In Rochdale, Jacob Bright was a leader of the opposition to a local church-rate. Rochdale was also prominent in the movement for parliamentary reform, by which the town successfully claimed to have a member allotted to it under the Reform Bill. John Bright took part in both campaigns. He was an ardent Nonconformist, proud to number among his ancestors John Gratton, a friend of George Fox, and one of the persecuted and imprisoned preachers of the Religious Society of Friends. His political interest was probably first kindled by the Preston election in 1830, in which Edward Stanley, after a long struggle, was defeated by Henry "Orator" Hunt.

 But it was as a member of the Rochdale Juvenile Temperance Band that Bright first learned public speaking.

These young men went out into the villages, borrowed a chair of a cottager, and spoke from it at open-air meetings.
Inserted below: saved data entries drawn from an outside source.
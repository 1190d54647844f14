//! The standard ncurses string-capability ordering.
//!
//! Compiled terminfo stores string capabilities as a positional offset array;
//! the position determines the capability. This table maps positions to the
//! conventional short names, matching the order of the ncurses `Caps` file.

pub(crate) static STRING_CAP_NAMES: &[&str] = &[
    "cbt", "bel", "cr", "csr", "tbc", "clear", "el", "ed", "hpa", "cmdch",
    "cup", "cud1", "home", "civis", "cub1", "mrcup", "cnorm", "cuf1", "ll",
    "cuu1", "cvvis", "dch1", "dl1", "dsl", "hd", "smacs", "blink", "bold",
    "smcup", "smdc", "dim", "smir", "invis", "prot", "rev", "smso", "smul",
    "ech", "rmacs", "sgr0", "rmcup", "rmdc", "rmir", "rmso", "rmul", "flash",
    "ff", "fsl", "is1", "is2", "is3", "if", "ich1", "il1", "ip", "kbs",
    "ktbc", "kclr", "kctab", "kdch1", "kdl1", "kcud1", "krmir", "kel", "ked",
    "kf0", "kf1", "kf10", "kf2", "kf3", "kf4", "kf5", "kf6", "kf7", "kf8",
    "kf9", "khome", "kich1", "kil1", "kcub1", "kll", "knp", "kpp", "kcuf1",
    "kind", "kri", "khts", "kcuu1", "rmkx", "smkx", "lf0", "lf1", "lf10",
    "lf2", "lf3", "lf4", "lf5", "lf6", "lf7", "lf8", "lf9", "rmm", "smm",
    "nel", "pad", "dch", "dl", "cud", "ich", "indn", "il", "cub", "cuf",
    "rin", "cuu", "pfkey", "pfloc", "pfx", "mc0", "mc4", "mc5", "rep", "rs1",
    "rs2", "rs3", "rf", "rc", "vpa", "sc", "ind", "ri", "sgr", "hts", "wind",
    "ht", "tsl", "uc", "hu", "iprog", "ka1", "ka3", "kb2", "kc1", "kc3",
    "mc5p", "rmp", "acsc", "pln", "kcbt", "smxon", "rmxon", "smam", "rmam",
    "xonc", "xoffc", "enacs", "smln", "rmln", "kbeg", "kcan", "kclo", "kcmd",
    "kcpy", "kcrt", "kend", "kent", "kext", "kfnd", "khlp", "kmrk", "kmsg",
    "kmov", "knxt", "kopn", "kopt", "kprv", "kprt", "krdo", "kref", "krfr",
    "krpl", "krst", "kres", "ksav", "kspd", "kund", "kBEG", "kCAN", "kCMD",
    "kCPY", "kCRT", "kDC", "kDL", "kslt", "kEND", "kEOL", "kEXT", "kFND",
    "kHLP", "kHOM", "kIC", "kLFT", "kMSG", "kMOV", "kNXT", "kOPT", "kPRV",
    "kPRT", "kRDO", "kRPL", "kRIT", "kRES", "kSAV", "kSPD", "kUND", "rfi",
    "kf11", "kf12", "kf13", "kf14", "kf15", "kf16", "kf17", "kf18", "kf19",
    "kf20", "kf21", "kf22", "kf23", "kf24", "kf25", "kf26", "kf27", "kf28",
    "kf29", "kf30", "kf31", "kf32", "kf33", "kf34", "kf35", "kf36", "kf37",
    "kf38", "kf39", "kf40", "kf41", "kf42", "kf43", "kf44", "kf45", "kf46",
    "kf47", "kf48", "kf49", "kf50", "kf51", "kf52", "kf53", "kf54", "kf55",
    "kf56", "kf57", "kf58", "kf59", "kf60", "kf61", "kf62", "kf63", "el1",
    "mgc", "smgl", "smgr", "fln", "sclk", "dclk", "rmclk", "cwin", "wingo",
    "hup", "dial", "qdial", "tone", "pulse", "hook", "pause", "wait", "u0",
    "u1", "u2", "u3", "u4", "u5", "u6", "u7", "u8", "u9", "op", "oc",
    "initc", "initp", "scp", "setf", "setb", "cpi", "lpi", "chr", "cvr",
    "defc", "swidm", "sdrfq", "sitm", "slm", "smicm", "snlq", "snrmq",
    "sshm", "ssubm", "ssupm", "sum", "rwidm", "ritm", "rlm", "rmicm",
    "rshm", "rsubm", "rsupm", "rum", "mhpa", "mcud1", "mcub1", "mcuf1",
    "mvpa", "mcuu1", "porder", "mcud", "mcub", "mcuf", "mcuu", "scs",
    "smgb", "smgbp", "smglp", "smgrp", "smgt", "smgtp", "sbim", "scsd",
    "rbim", "rcsd", "subcs", "supcs", "docr", "zerom", "csnm", "kmous",
    "minfo", "reqmp", "getm", "setaf", "setab", "pfxl", "devt", "csin",
    "s0ds", "s1ds", "s2ds", "s3ds", "smglr", "smgtb", "birep", "binel",
    "bicr", "colornm", "defbi", "endbi", "setcolor", "slines", "dispc",
    "smpch", "rmpch", "smsc", "rmsc", "pctrm", "scesc", "scesa", "ehhlm",
    "elhlm", "elohlm", "erhlm", "ethlm", "evhlm", "sgr1", "slength",
];

#[cfg(test)]
mod tests {
    use super::*;

    #[test]
    fn well_known_positions() {
        // Anchor indices from the compiled terminfo layout.
        assert_eq!(STRING_CAP_NAMES[5], "clear");
        assert_eq!(STRING_CAP_NAMES[10], "cup");
        assert_eq!(STRING_CAP_NAMES[13], "civis");
        assert_eq!(STRING_CAP_NAMES[16], "cnorm");
        assert_eq!(STRING_CAP_NAMES[28], "smcup");
        assert_eq!(STRING_CAP_NAMES[39], "sgr0");
        assert_eq!(STRING_CAP_NAMES[40], "rmcup");
        assert_eq!(STRING_CAP_NAMES[88], "rmkx");
        assert_eq!(STRING_CAP_NAMES[89], "smkx");
        assert_eq!(STRING_CAP_NAMES[127], "vpa");
        assert_eq!(STRING_CAP_NAMES[146], "acsc");
        assert_eq!(STRING_CAP_NAMES[216], "kf11");
        assert_eq!(STRING_CAP_NAMES[311], "sitm");
        assert_eq!(STRING_CAP_NAMES[321], "ritm");
        assert_eq!(STRING_CAP_NAMES[355], "kmous");
        assert_eq!(STRING_CAP_NAMES[359], "setaf");
        assert_eq!(STRING_CAP_NAMES[360], "setab");
        assert_eq!(STRING_CAP_NAMES.len(), 394);
    }
}
//! Mouse report payloads.

use crate::key::Modifiers;

#[derive(Debug, Clone, Copy, PartialEq, Eq, Hash)]
pub enum MouseButton {
    Left,
    Middle,
    Right,
    Release,
    WheelUp,
    WheelDown,
    WheelLeft,
    WheelRight,
}

#[derive(Debug, Clone, Copy, PartialEq, Eq, Hash)]
pub struct MouseEvent {
    /// 1-based column, as reported on the wire.
    pub x: i32,
    /// 1-based row.
    pub y: i32,
    pub button: MouseButton,
    pub modifiers: Modifiers,
    /// Whether this report is drag/movement rather than a press.
    pub motion: bool,
}

/// Decode the shared button/modifier byte of SGR and X10 reports. The low
/// two bits select the button (wheel direction when the wheel bit is set),
/// bits 2..4 carry Shift/Alt/Ctrl, bit 5 flags motion, bit 6 the wheel.
pub(crate) fn decode_button(cb: i32) -> (MouseButton, Modifiers, bool) {
    let mut modifiers = Modifiers::empty();
    if cb & 4 != 0 {
        modifiers |= Modifiers::SHIFT;
    }
    if cb & 8 != 0 {
        modifiers |= Modifiers::ALT;
    }
    if cb & 16 != 0 {
        modifiers |= Modifiers::CTRL;
    }
    let motion = cb & 32 != 0;
    let button = if cb & 64 != 0 {
        match cb & 0b11 {
            0 => MouseButton::WheelUp,
            1 => MouseButton::WheelDown,
            2 => MouseButton::WheelLeft,
            _ => MouseButton::WheelRight,
        }
    } else {
        match cb & 0b11 {
            0 => MouseButton::Left,
            1 => MouseButton::Middle,
            2 => MouseButton::Right,
            _ => MouseButton::Release,
        }
    };
    (button, modifiers, motion)
}
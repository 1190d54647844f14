//! Evaluator for ncurses-style parametrized capability strings.
//!
//! Capabilities like `cup` embed a small stack program in `%`-directives:
//! parameter pushes, integer literals, arithmetic, comparisons, variables,
//! and `%? %t %e %;` conditionals. Evaluation is pure: the capability
//! string is never mutated and every call starts from a clean machine, so a
//! deterministic output follows from `(capability, params)` alone.
//!
//! Arithmetic is two's-complement signed 64-bit; division or modulo by zero
//! yields 0 and evaluation continues. Directives the machine does not know
//! are copied to the output verbatim (including the `%`), which keeps
//! malformed capabilities visible rather than silently dropped.

const MAX_PARAMS: usize = 9;

/// Evaluate `cap` against up to nine integer parameters.
pub fn tparm(cap: &str, params: &[i64]) -> String {
    let mut machine = Machine::new(params);
    machine.run(cap.as_bytes());
    machine.output
}

struct Machine {
    params: [i64; MAX_PARAMS],
    stack: Vec<i64>,
    statics: [i64; 26],
    dynamics: [i64; 26],
    output: String,
}

impl Machine {
    fn new(params: &[i64]) -> Machine {
        let mut fixed = [0i64; MAX_PARAMS];
        for (slot, value) in fixed.iter_mut().zip(params.iter()) {
            *slot = *value;
        }
        Machine {
            params: fixed,
            stack: Vec::with_capacity(4),
            statics: [0; 26],
            dynamics: [0; 26],
            output: String::new(),
        }
    }

    fn push(&mut self, value: i64) {
        self.stack.push(value);
    }

    fn pop(&mut self) -> i64 {
        self.stack.pop().unwrap_or(0)
    }

    fn run(&mut self, bytes: &[u8]) {
        let mut i = 0usize;
        while i < bytes.len() {
            let b = bytes[i];
            if b != b'%' {
                // Capability strings are ASCII escape text; pass through.
                self.output.push(b as char);
                i += 1;
                continue;
            }
            i += 1;
            if i >= bytes.len() {
                self.output.push('%');
                break;
            }
            i = self.directive(bytes, i);
        }
    }

    /// Execute one directive starting at `i` (just past the `%`); returns
    /// the index of the next unread byte.
    fn directive(&mut self, bytes: &[u8], i: usize) -> usize {
        match bytes[i] {
            b'%' => {
                self.output.push('%');
                i + 1
            }
            b'p' => {
                if let Some(&digit) = bytes.get(i + 1) {
                    if (b'1'..=b'9').contains(&digit) {
                        let index = (digit - b'1') as usize;
                        self.push(self.params[index]);
                        return i + 2;
                    }
                }
                self.unknown(bytes, i)
            }
            b'{' => {
                let mut j = i + 1;
                let mut value: i64 = 0;
                let mut negative = false;
                if bytes.get(j) == Some(&b'-') {
                    negative = true;
                    j += 1;
                }
                while j < bytes.len() && bytes[j].is_ascii_digit() {
                    value = value.wrapping_mul(10).wrapping_add((bytes[j] - b'0') as i64);
                    j += 1;
                }
                if bytes.get(j) == Some(&b'}') {
                    self.push(if negative { -value } else { value });
                    j + 1
                } else {
                    self.unknown(bytes, i)
                }
            }
            b'\'' => {
                // %'c' pushes a character constant.
                if let (Some(&ch), Some(&b'\'')) = (bytes.get(i + 1), bytes.get(i + 2)) {
                    self.push(ch as i64);
                    i + 3
                } else {
                    self.unknown(bytes, i)
                }
            }
            b'd' => {
                let value = self.pop();
                self.output.push_str(&value.to_string());
                i + 1
            }
            b'c' => {
                let value = self.pop();
                self.output.push((value as u8) as char);
                i + 1
            }
            b'i' => {
                self.params[0] = self.params[0].wrapping_add(1);
                self.params[1] = self.params[1].wrapping_add(1);
                i + 1
            }
            b'g' => {
                if let Some(&name) = bytes.get(i + 1) {
                    if name.is_ascii_uppercase() {
                        self.push(self.statics[(name - b'A') as usize]);
                        return i + 2;
                    }
                    if name.is_ascii_lowercase() {
                        self.push(self.dynamics[(name - b'a') as usize]);
                        return i + 2;
                    }
                }
                self.unknown(bytes, i)
            }
            b'P' => {
                if let Some(&name) = bytes.get(i + 1) {
                    let value = self.pop();
                    if name.is_ascii_uppercase() {
                        self.statics[(name - b'A') as usize] = value;
                        return i + 2;
                    }
                    if name.is_ascii_lowercase() {
                        self.dynamics[(name - b'a') as usize] = value;
                        return i + 2;
                    }
                }
                self.unknown(bytes, i)
            }
            b'+' | b'-' | b'*' | b'/' | b'm' => {
                let b2 = self.pop();
                let a = self.pop();
                let result = match bytes[i] {
                    b'+' => a.wrapping_add(b2),
                    b'-' => a.wrapping_sub(b2),
                    b'*' => a.wrapping_mul(b2),
                    b'/' => {
                        if b2 == 0 {
                            0
                        } else {
                            a.wrapping_div(b2)
                        }
                    }
                    _ => {
                        if b2 == 0 {
                            0
                        } else {
                            a.wrapping_rem(b2)
                        }
                    }
                };
                self.push(result);
                i + 1
            }
            b'&' | b'|' | b'^' => {
                let b2 = self.pop();
                let a = self.pop();
                let result = match bytes[i] {
                    b'&' => a & b2,
                    b'|' => a | b2,
                    _ => a ^ b2,
                };
                self.push(result);
                i + 1
            }
            b'~' => {
                let a = self.pop();
                self.push(!a);
                i + 1
            }
            b'!' => {
                let a = self.pop();
                self.push((a == 0) as i64);
                i + 1
            }
            b'=' | b'<' | b'>' => {
                let b2 = self.pop();
                let a = self.pop();
                let result = match bytes[i] {
                    b'=' => a == b2,
                    b'<' => a < b2,
                    _ => a > b2,
                };
                self.push(result as i64);
                i + 1
            }
            b'A' | b'O' => {
                let b2 = self.pop();
                let a = self.pop();
                let result = if bytes[i] == b'A' {
                    a != 0 && b2 != 0
                } else {
                    a != 0 || b2 != 0
                };
                self.push(result as i64);
                i + 1
            }
            b'?' => i + 1, // condition start: evaluation continues inline
            b't' => {
                if self.pop() != 0 {
                    i + 1
                } else {
                    // False: skip to the matching %e or %; at this depth.
                    skip_false_branch(bytes, i + 1)
                }
            }
            b'e' => {
                // A %e reached inline means the %t branch ran; skip the else
                // part to the matching %;.
                skip_else_branch(bytes, i + 1)
            }
            b';' => i + 1,
            b':' | b'0'..=b'9' | b'.' | b'#' | b' ' | b's' | b'o' | b'x' | b'X' => {
                self.formatted(bytes, i)
            }
            other => {
                self.output.push('%');
                self.output.push(other as char);
                i + 1
            }
        }
    }

    /// `%[:]flags[width][.precision](d|s|o|x|X)` formatted output. The colon
    /// form allows a leading `-` flag without reading it as subtraction.
    fn formatted(&mut self, bytes: &[u8], i: usize) -> usize {
        let start = i;
        let mut j = i;
        if bytes[j] == b':' {
            j += 1;
        }
        let mut left_align = false;
        let mut zero_pad = false;
        while let Some(&flag) = bytes.get(j) {
            match flag {
                b'-' => left_align = true,
                b'0' if !bytes
                    .get(j + 1)
                    .map(|b| b.is_ascii_digit() || *b == b'.')
                    .unwrap_or(false) =>
                {
                    break
                }
                b'0' => zero_pad = true,
                b'+' | b'#' | b' ' => {}
                _ => break,
            }
            j += 1;
        }
        let mut width = 0usize;
        while let Some(&digit) = bytes.get(j) {
            if !digit.is_ascii_digit() {
                break;
            }
            width = width * 10 + (digit - b'0') as usize;
            j += 1;
        }
        let mut precision = None;
        if bytes.get(j) == Some(&b'.') {
            j += 1;
            let mut p = 0usize;
            while let Some(&digit) = bytes.get(j) {
                if !digit.is_ascii_digit() {
                    break;
                }
                p = p * 10 + (digit - b'0') as usize;
                j += 1;
            }
            precision = Some(p);
        }
        let conversion = match bytes.get(j) {
            Some(&c) if matches!(c, b'd' | b's' | b'o' | b'x' | b'X') => c,
            _ => return self.unknown(bytes, start),
        };

        let value = self.pop();
        let mut body = match conversion {
            b'o' => format!("{:o}", value),
            b'x' => format!("{:x}", value),
            b'X' => format!("{:X}", value),
            _ => value.to_string(),
        };
        if let Some(p) = precision {
            // Minimum digit count, zero-filled, sign preserved.
            let negative = body.starts_with('-');
            let digits = if negative { &body[1..] } else { &body[..] };
            if digits.len() < p {
                let mut padded = String::new();
                if negative {
                    padded.push('-');
                }
                padded.extend(std::iter::repeat_n('0', p - digits.len()));
                padded.push_str(digits);
                body = padded;
            }
        }
        while body.len() < width {
            if left_align {
                body.push(' ');
            } else if zero_pad {
                body.insert(0, '0');
            } else {
                body.insert(0, ' ');
            }
        }
        self.output.push_str(&body);
        j + 1
    }

    /// Emit an unrecognized directive literally: `%` plus its first byte.
    fn unknown(&mut self, bytes: &[u8], i: usize) -> usize {
        self.output.push('%');
        self.output.push(bytes[i] as char);
        i + 1
    }
}

/// Skip a false `%t` branch: everything up to the matching `%e` (whose else
/// part then executes) or `%;`, honoring nested conditionals.
fn skip_false_branch(bytes: &[u8], mut i: usize) -> usize {
    let mut depth = 0usize;
    while i + 1 < bytes.len() {
        if bytes[i] == b'%' {
            match bytes[i + 1] {
                b'?' => depth += 1,
                b';' => {
                    if depth == 0 {
                        return i + 2;
                    }
                    depth -= 1;
                }
                b'e' if depth == 0 => return i + 2,
                _ => {}
            }
            i += 2;
        } else {
            i += 1;
        }
    }
    bytes.len()
}

/// Skip an untaken `%e` branch to the matching `%;`.
fn skip_else_branch(bytes: &[u8], mut i: usize) -> usize {
    let mut depth = 0usize;
    while i + 1 < bytes.len() {
        if bytes[i] == b'%' {
            match bytes[i + 1] {
                b'?' => depth += 1,
                b';' => {
                    if depth == 0 {
                        return i + 2;
                    }
                    depth -= 1;
                }
                _ => {}
            }
            i += 2;
        } else {
            i += 1;
        }
    }
    bytes.len()
}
John Bright's first extempore speech was at a temperance meeting. Bright got his notes muddled, and broke down. The chairman gave out a temperance song, and during the singing told Bright to put his notes aside and say what came into his mind. Bright obeyed, began with much hesitancy, but found his tongue and made an excellent address, although sometimes he spoke with a syntax similar to Yoda from Star Wars. Tales of these early years circulated through England and the United States late into his career, to the extent that students at institutions such as the young Cornell University regarded him as an exemplar for activities such as the Irving Literary Society. On some early occasions, however, he committed his speech to memory.

In 1832 he called on the Rev. John Aldis, an eminent Baptist minister, to accompany him to a local Bible meeting.

Mr Aldis described him as a slender, modest young gentleman, who surprised him by his intelligence and thoughtfulness, but who seemed nervous as they walked to the meeting together. At the meeting he made a stimulating speech, and on the way home asked for advice. Mr Aldis counselled him not to learn his speeches, but to write out and commit to memory certain passages and the peroration. This "first lesson in public speaking," as Bright called it, was given in his twenty-first year, but he had not then contemplated a public career. He was a fairly prosperous man of business, very happy in his home, always ready to take part in the social, educational and political life of his native town.

A founder of the Rochdale Literary and Philosophical Society, he took part in its debates, and returning from a journey in the east, gave the society a lecture on his travels.